_Collected data entries:_
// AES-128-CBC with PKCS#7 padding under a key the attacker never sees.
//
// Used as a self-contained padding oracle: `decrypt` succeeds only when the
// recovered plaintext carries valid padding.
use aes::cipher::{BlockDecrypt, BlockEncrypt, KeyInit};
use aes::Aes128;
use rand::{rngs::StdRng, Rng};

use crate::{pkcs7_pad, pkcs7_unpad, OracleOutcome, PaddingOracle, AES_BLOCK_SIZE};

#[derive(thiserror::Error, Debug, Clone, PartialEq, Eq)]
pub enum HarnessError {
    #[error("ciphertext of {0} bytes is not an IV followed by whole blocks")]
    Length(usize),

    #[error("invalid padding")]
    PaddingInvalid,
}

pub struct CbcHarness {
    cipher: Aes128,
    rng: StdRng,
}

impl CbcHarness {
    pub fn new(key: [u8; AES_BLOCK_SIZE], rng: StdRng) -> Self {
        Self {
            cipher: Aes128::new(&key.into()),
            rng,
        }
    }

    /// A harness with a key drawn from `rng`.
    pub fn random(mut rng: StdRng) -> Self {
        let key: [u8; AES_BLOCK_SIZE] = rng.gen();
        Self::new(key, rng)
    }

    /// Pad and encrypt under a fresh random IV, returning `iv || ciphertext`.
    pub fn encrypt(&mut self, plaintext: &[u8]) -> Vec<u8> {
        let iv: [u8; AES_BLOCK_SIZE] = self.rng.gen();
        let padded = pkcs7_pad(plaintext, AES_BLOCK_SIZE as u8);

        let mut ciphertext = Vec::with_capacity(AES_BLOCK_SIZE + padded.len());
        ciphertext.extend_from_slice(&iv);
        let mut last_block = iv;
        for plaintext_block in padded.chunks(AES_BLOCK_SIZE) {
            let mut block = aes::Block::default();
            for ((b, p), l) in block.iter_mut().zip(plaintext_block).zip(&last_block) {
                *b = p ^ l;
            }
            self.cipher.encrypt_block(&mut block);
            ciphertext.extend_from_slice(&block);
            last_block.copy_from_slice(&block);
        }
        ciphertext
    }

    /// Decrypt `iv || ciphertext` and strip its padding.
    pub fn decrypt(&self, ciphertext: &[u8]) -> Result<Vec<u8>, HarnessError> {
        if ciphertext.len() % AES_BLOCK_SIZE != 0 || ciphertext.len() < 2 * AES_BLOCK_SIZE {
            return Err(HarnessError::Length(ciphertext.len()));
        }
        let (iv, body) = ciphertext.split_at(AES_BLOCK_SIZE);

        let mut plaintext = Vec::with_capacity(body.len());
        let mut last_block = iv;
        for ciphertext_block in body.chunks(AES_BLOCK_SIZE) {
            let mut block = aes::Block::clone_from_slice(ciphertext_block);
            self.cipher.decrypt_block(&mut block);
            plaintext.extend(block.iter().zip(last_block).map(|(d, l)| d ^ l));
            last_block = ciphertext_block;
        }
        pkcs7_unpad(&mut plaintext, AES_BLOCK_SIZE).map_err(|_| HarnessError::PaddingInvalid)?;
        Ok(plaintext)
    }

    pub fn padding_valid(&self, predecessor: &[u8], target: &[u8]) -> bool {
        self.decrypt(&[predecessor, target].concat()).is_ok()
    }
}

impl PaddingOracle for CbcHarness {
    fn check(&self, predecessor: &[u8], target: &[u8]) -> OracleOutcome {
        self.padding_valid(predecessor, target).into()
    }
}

_Exercise description:_
Search the data above for the word "Length" and count the lines where it appears. Only the number should be given.

_Output of the exercise:_
2